Introduction
The assessment of osteoporotic patients should include several points. The most important measurement designed for diagnosing osteoporosis is bone densitometry by means of dual-energy X-ray absorptiometry (DXA), regarded as the gold standard [1]. One should also remember to gather data on clinical fracture risk factors. The role of DXA and clinical assessment should be considered as the way to fracture risk assessment. A fracture is an essential event in the osteoporotic population, and it is one of the most important risk factors for the next fracture. Therefore, the crucial aim is fracture prediction and an attempt to avoid the first fracture. Some methods have been developed to predict future fracture(s) [2–5]. Independently of such possibilities, in daily practice with patients, medical professionals should remember about physical assessment. One of the most important points is height measurement. The risk established by medical examination, including, among others, body height measurement, gives a complete picture of the patient’s clinical condition. In several studies, height loss, defined as current height compared with the former maximal height, was studied and described as a sign of the risk for future fractures [6–24]. HL is not included in the available calculators as a fracture risk factor, and thus this important clinical information is omitted in widely used fracture risk assessment tools.

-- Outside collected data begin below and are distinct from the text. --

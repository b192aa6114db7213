//! Keyed path buckets shared between pipeline stages.
//!
//! A stage populates a [`BucketWriter`] from many worker threads; the mutex
//! guards only the map insert, never the I/O that produced the key. Once the
//! stage barrier is reached the writer is turned into an immutable
//! [`Buckets`] value and handed to the next stage, which only looks at
//! buckets with two or more members.

use std::collections::HashMap;
use std::hash::Hash;
use std::path::{Path, PathBuf};
use std::sync::{Mutex, PoisonError};

/// Concurrently writable bucket map.
#[derive(Debug)]
pub struct BucketWriter<K> {
    inner: Mutex<HashMap<K, Vec<PathBuf>>>,
}

impl<K: Eq + Hash> Default for BucketWriter<K> {
    fn default() -> Self {
        Self {
            inner: Mutex::new(HashMap::new()),
        }
    }
}

impl<K: Eq + Hash> BucketWriter<K> {
    /// Create an empty writer.
    #[must_use]
    pub fn new() -> Self {
        Self::default()
    }

    /// Add `path` to the bucket for `key`.
    pub fn insert(&self, key: K, path: PathBuf) {
        self.inner
            .lock()
            .unwrap_or_else(PoisonError::into_inner)
            .entry(key)
            .or_default()
            .push(path);
    }

    /// Take everything inserted so far, leaving the writer empty.
    ///
    /// Used when other owners of the writer may still hold a reference.
    pub fn drain(&self) -> Buckets<K> {
        let map = std::mem::take(&mut *self.inner.lock().unwrap_or_else(PoisonError::into_inner));
        Buckets { map }
    }

    /// Consume the writer.
    #[must_use]
    pub fn finish(self) -> Buckets<K> {
        Buckets {
            map: self
                .inner
                .into_inner()
                .unwrap_or_else(PoisonError::into_inner),
        }
    }
}

/// Immutable result of one stage: paths grouped by key.
#[derive(Debug, Clone)]
pub struct Buckets<K> {
    map: HashMap<K, Vec<PathBuf>>,
}

impl<K: Eq + Hash> Default for Buckets<K> {
    fn default() -> Self {
        Self {
            map: HashMap::new(),
        }
    }
}

impl<K: Eq + Hash> FromIterator<(K, PathBuf)> for Buckets<K> {
    fn from_iter<I: IntoIterator<Item = (K, PathBuf)>>(iter: I) -> Self {
        let mut map: HashMap<K, Vec<PathBuf>> = HashMap::new();
        for (key, path) in iter {
            map.entry(key).or_default().push(path);
        }
        Self { map }
    }
}

impl<K: Eq + Hash> Buckets<K> {
    /// Number of distinct keys.
    #[must_use]
    pub fn len(&self) -> usize {
        self.map.len()
    }

    /// Whether no path was bucketed.
    #[must_use]
    pub fn is_empty(&self) -> bool {
        self.map.is_empty()
    }

    /// Paths sharing `key`.
    #[must_use]
    pub fn get(&self, key: &K) -> Option<&[PathBuf]> {
        self.map.get(key).map(Vec::as_slice)
    }

    /// Total number of bucketed paths.
    #[must_use]
    pub fn path_count(&self) -> usize {
        self.map.values().map(Vec::len).sum()
    }

    /// All buckets, including singletons.
    pub fn iter(&self) -> impl Iterator<Item = (&K, &[PathBuf])> {
        self.map.iter().map(|(k, v)| (k, v.as_slice()))
    }

    /// Buckets with two or more members: the only ones a later stage sees.
    pub fn multi_member(&self) -> impl Iterator<Item = (&K, &[PathBuf])> {
        self.iter().filter(|(_, paths)| paths.len() > 1)
    }

    /// Paths that survive into the next stage, paired with their key.
    pub fn candidates(&self) -> impl Iterator<Item = (&K, &Path)> {
        self.multi_member()
            .flat_map(|(key, paths)| paths.iter().map(move |p| (key, p.as_path())))
    }

    /// Number of paths in multi-member buckets.
    #[must_use]
    pub fn candidate_count(&self) -> usize {
        self.multi_member().map(|(_, paths)| paths.len()).sum()
    }

    /// Number of buckets with exactly one member.
    #[must_use]
    pub fn singleton_count(&self) -> usize {
        self.map.values().filter(|paths| paths.len() == 1).count()
    }

    /// Consume into the multi-member buckets.
    pub fn into_multi_member(self) -> impl Iterator<Item = (K, Vec<PathBuf>)> {
        self.map.into_iter().filter(|(_, paths)| paths.len() > 1)
    }
}
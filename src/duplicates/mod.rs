//! Duplicate detection module.
//!
//! This module provides functionality for:
//! - Size bucketing (fed by the walker)
//! - Stage one: prefix comparison
//! - Stage two: whole-file digest comparison
//! - Optional byte-by-byte verification
//! - Duplicate group management

pub mod buckets;
pub mod finder;
pub mod groups;

pub use buckets::{BucketWriter, Buckets};
pub use finder::{
    stage_one, stage_two, verify_groups, DuplicateFinder, FinderConfig, FinderError, FullKey,
    PartialKey, ScanSummary, StageContext, StageStats, StageTimings,
};
pub use groups::{group_by_size, sort_groups, DuplicateGroup, GroupingStats};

The aim of the current prospective study was to verify the hypothesis that height loss may predict fracture incidence.
Material and methods
The current analysis is based on the epidemiological female sample from the RAC-OST-POL study. The baseline observation was performed in 2010, and epidemiological data were presented earlier [25]. At baseline, data were collected in 978 postmenopausal women at a mean age of 66.48 ± 7.6 years. The recruited group included more than 625 subjects randomly invited for participation in the study [25] because other women who came additionally did not differ in regard to their main features (age, place of residence, educational level, and marital status), and thus they were also included in the baseline study group for longitudinal observation. Body height was measured at baseline using a wall stadiometer (Seca, Germany), mounted according to the manufacturer’s recommendations.
The measured body height was compared with the maximum body height in early adulthood, as reported by the patient. All the body height measurements were performed by one DXA technician.

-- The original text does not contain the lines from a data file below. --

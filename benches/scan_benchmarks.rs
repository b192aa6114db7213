use criterion::{black_box, criterion_group, criterion_main, BenchmarkId, Criterion, Throughput};
use dupefind::duplicates::{DuplicateFinder, FinderConfig};
use dupefind::scanner::{HashAlgorithm, Hasher, PrefixMode, Walker, WalkerConfig};
use std::fs;
use std::path::PathBuf;
use std::sync::atomic::{AtomicUsize, Ordering};
use std::sync::Arc;
use tempfile::TempDir;

// Helper to create a test directory with a specific structure
fn setup_test_dir(depth: usize, files_per_dir: usize) -> TempDir {
    let temp_dir = TempDir::new().unwrap();
    create_dir_recursive(temp_dir.path().to_path_buf(), depth, files_per_dir);
    temp_dir
}

fn create_dir_recursive(path: PathBuf, depth: usize, files_per_dir: usize) {
    if depth == 0 {
        return;
    }

    if !path.exists() {
        fs::create_dir_all(&path).expect("Failed to create dir");
    }

    for i in 0..files_per_dir {
        // Every third file repeats, the rest differ by a counter suffix.
        let content = format!("shared content block {:06}", i % 3);
        fs::write(path.join(format!("file_{i}.txt")), content).expect("Failed to write file");
    }

    if depth > 1 {
        for i in 0..2 {
            create_dir_recursive(path.join(format!("dir_{i}")), depth - 1, files_per_dir);
        }
    }
}

fn bench_walker(c: &mut Criterion) {
    let temp_dir = setup_test_dir(4, 10);

    c.bench_function("walker_150_files", |b| {
        b.iter(|| {
            let count = Arc::new(AtomicUsize::new(0));
            let sink = Arc::clone(&count);
            let walker = Walker::new(temp_dir.path(), WalkerConfig::default());
            let report = walker.walk(move |_| {
                sink.fetch_add(1, Ordering::Relaxed);
            });
            black_box((report.files_found, count.load(Ordering::Relaxed)));
        })
    });
}

fn bench_full_signature(c: &mut Criterion) {
    let mut group = c.benchmark_group("full_signature");
    let temp_dir = TempDir::new().unwrap();

    for size_kb in [1usize, 1024, 10240] {
        let path = temp_dir.path().join(format!("file_{size_kb}kb.bin"));
        fs::write(&path, vec![0x5Au8; size_kb * 1024]).unwrap();
        group.throughput(Throughput::Bytes((size_kb * 1024) as u64));

        for algorithm in [HashAlgorithm::Xxh3, HashAlgorithm::Blake3] {
            let hasher = Hasher::new().with_algorithm(algorithm);
            group.bench_with_input(
                BenchmarkId::new(algorithm.to_string(), format!("{size_kb}KB")),
                &path,
                |b, path| b.iter(|| black_box(hasher.full_signature(path).unwrap())),
            );
        }
    }
    group.finish();
}

fn bench_partial_signature(c: &mut Criterion) {
    let mut group = c.benchmark_group("partial_signature");
    let temp_dir = TempDir::new().unwrap();
    let path = temp_dir.path().join("file.bin");
    fs::write(&path, vec![1u8; 1024 * 1024]).unwrap();

    for mode in [PrefixMode::Bytes, PrefixMode::Hashed] {
        let hasher = Hasher::new().with_prefix_mode(mode);
        group.bench_with_input(BenchmarkId::from_parameter(format!("{mode:?}")), &path, |b, path| {
            b.iter(|| black_box(hasher.partial_signature(path).unwrap()))
        });
    }
    group.finish();
}

fn bench_full_pipeline(c: &mut Criterion) {
    let temp_dir = setup_test_dir(4, 10);

    c.bench_function("find_duplicates_150_files", |b| {
        b.iter(|| {
            let finder = DuplicateFinder::new(FinderConfig::default());
            let (groups, _) = finder.find_duplicates(temp_dir.path()).unwrap();
            black_box(groups);
        })
    });
}

criterion_group!(
    benches,
    bench_walker,
    bench_full_signature,
    bench_partial_signature,
    bench_full_pipeline
);
criterion_main!(benches);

Bone densitometry at the proximal femur was performed using a Lunar DPX (GE Healthcare, Madison, WI, USA). CV% for the femoral neck was 1.6%, and for total hip 0.82%.
Afterwards, all subjects were asked annually, using phone interviews, to report new fractures that had occurred. Finally, in a 10-year follow-up, 640 patients at the mean age of 75.04 ± 6.95 years remained under observation. Only low-trauma fractures were recorded. All interviews were performed by one experienced investigator (WP).

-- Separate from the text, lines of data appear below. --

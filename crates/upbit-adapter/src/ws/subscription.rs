/*
[INPUT]:  Channel type, market codes and delivery-mode flags
[OUTPUT]: The three-frame subscription request the streaming protocol expects
[POS]:    WebSocket layer - subscription request construction
[UPDATE]: When the exchange changes its subscription framing
*/

use serde::{Deserialize, Serialize};
use uuid::Uuid;

/// Format literal the exchange substitutes when the caller leaves it empty
pub const DEFAULT_FORMAT: &str = "DEFAULT";

/// Streaming channel type
#[derive(Debug, Clone, Copy, PartialEq, Eq, Serialize, Deserialize)]
pub enum Channel {
    #[serde(rename = "ticker")]
    Ticker,
    #[serde(rename = "trade")]
    Trade,
    #[serde(rename = "orderbook")]
    Orderbook,
    #[serde(rename = "myOrder")]
    MyOrder,
    #[serde(rename = "myAsset")]
    MyAsset,
}

impl Channel {
    /// Private channels stream the caller's own data and take no market codes
    pub fn is_private(&self) -> bool {
        matches!(self, Channel::MyOrder | Channel::MyAsset)
    }
}

/// One subscription request.
///
/// Exists only to build the wire frames; the session keeps no record of
/// active subscriptions after the request is written, so a recreated session
/// must subscribe again.
#[derive(Debug, Clone, PartialEq)]
pub struct Subscription {
    /// Random identifier correlating the request with its data stream
    pub ticket: String,
    pub channel: Channel,
    /// Market codes (`"KRW-BTC"` style); required for public channels,
    /// absent for private ones
    pub codes: Option<Vec<String>>,
    pub is_only_snapshot: bool,
    pub is_only_realtime: bool,
    /// Payload field naming; empty resolves to [`DEFAULT_FORMAT`]
    pub format: String,
}

impl Subscription {
    /// Subscription for a public channel with the given market codes
    pub fn new(channel: Channel, codes: Vec<String>) -> Self {
        Self {
            ticket: Uuid::new_v4().to_string(),
            channel,
            codes: Some(codes),
            is_only_snapshot: false,
            is_only_realtime: false,
            format: String::new(),
        }
    }

    /// Subscription for a private channel (`myOrder`, `myAsset`)
    pub fn private(channel: Channel) -> Self {
        Self {
            ticket: Uuid::new_v4().to_string(),
            channel,
            codes: None,
            is_only_snapshot: false,
            is_only_realtime: false,
            format: String::new(),
        }
    }

    pub fn with_ticket(mut self, ticket: impl Into<String>) -> Self {
        self.ticket = ticket.into();
        self
    }

    pub fn snapshot_only(mut self) -> Self {
        self.is_only_snapshot = true;
        self
    }

    pub fn realtime_only(mut self) -> Self {
        self.is_only_realtime = true;
        self
    }

    pub fn with_format(mut self, format: impl Into<String>) -> Self {
        self.format = format.into();
        self
    }

    /// Build the wire frames: ticket, then the type descriptor, then the
    /// format, in exactly that order. Flags and codes appear only when set.
    pub fn frames(&self) -> [SubscriptionFrame; 3] {
        let format = if self.format.is_empty() {
            DEFAULT_FORMAT
        } else {
            &self.format
        };

        [
            SubscriptionFrame {
                ticket: Some(self.ticket.clone()),
                ..SubscriptionFrame::default()
            },
            SubscriptionFrame {
                channel: Some(self.channel),
                codes: self.codes.clone(),
                is_only_snapshot: self.is_only_snapshot.then_some(true),
                is_only_realtime: self.is_only_realtime.then_some(true),
                ..SubscriptionFrame::default()
            },
            SubscriptionFrame {
                format: Some(format.to_string()),
                ..SubscriptionFrame::default()
            },
        ]
    }
}

/// One element of the three-part subscription request
#[derive(Debug, Clone, Default, PartialEq, Serialize, Deserialize)]
pub struct SubscriptionFrame {
    #[serde(skip_serializing_if = "Option::is_none")]
    pub ticket: Option<String>,
    #[serde(rename = "type", skip_serializing_if = "Option::is_none")]
    pub channel: Option<Channel>,
    #[serde(skip_serializing_if = "Option::is_none")]
    pub codes: Option<Vec<String>>,
    #[serde(rename = "isOnlySnapshot", skip_serializing_if = "Option::is_none")]
    pub is_only_snapshot: Option<bool>,
    #[serde(rename = "isOnlyRealtime", skip_serializing_if = "Option::is_none")]
    pub is_only_realtime: Option<bool>,
    #[serde(skip_serializing_if = "Option::is_none")]
    pub format: Option<String>,
}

The study was approved by the Ethics committee of the Medical University of Silesia (KNW/0022/KB1/132/10). At baseline, in 2010, all participants gave their written informed consent.
Statistics
Statistical analysis was performed using Statistica software (StatSoft, Tulsa, OK, United States) and PQStat v. 1.8.2.226 (PQStat Software, https://pqstat.pl/). Mean values and standard deviations were used for descriptive statistics of continuous variables. The normality of data distribution was verified by the Shapiro-Wilk test. Student’s t-test or the Mann-Whitney U test for data with and without a normal distribution, respectively, were applied for comparative analyses. The significance of the results in all the statistical analyses was assumed at p < 0.05.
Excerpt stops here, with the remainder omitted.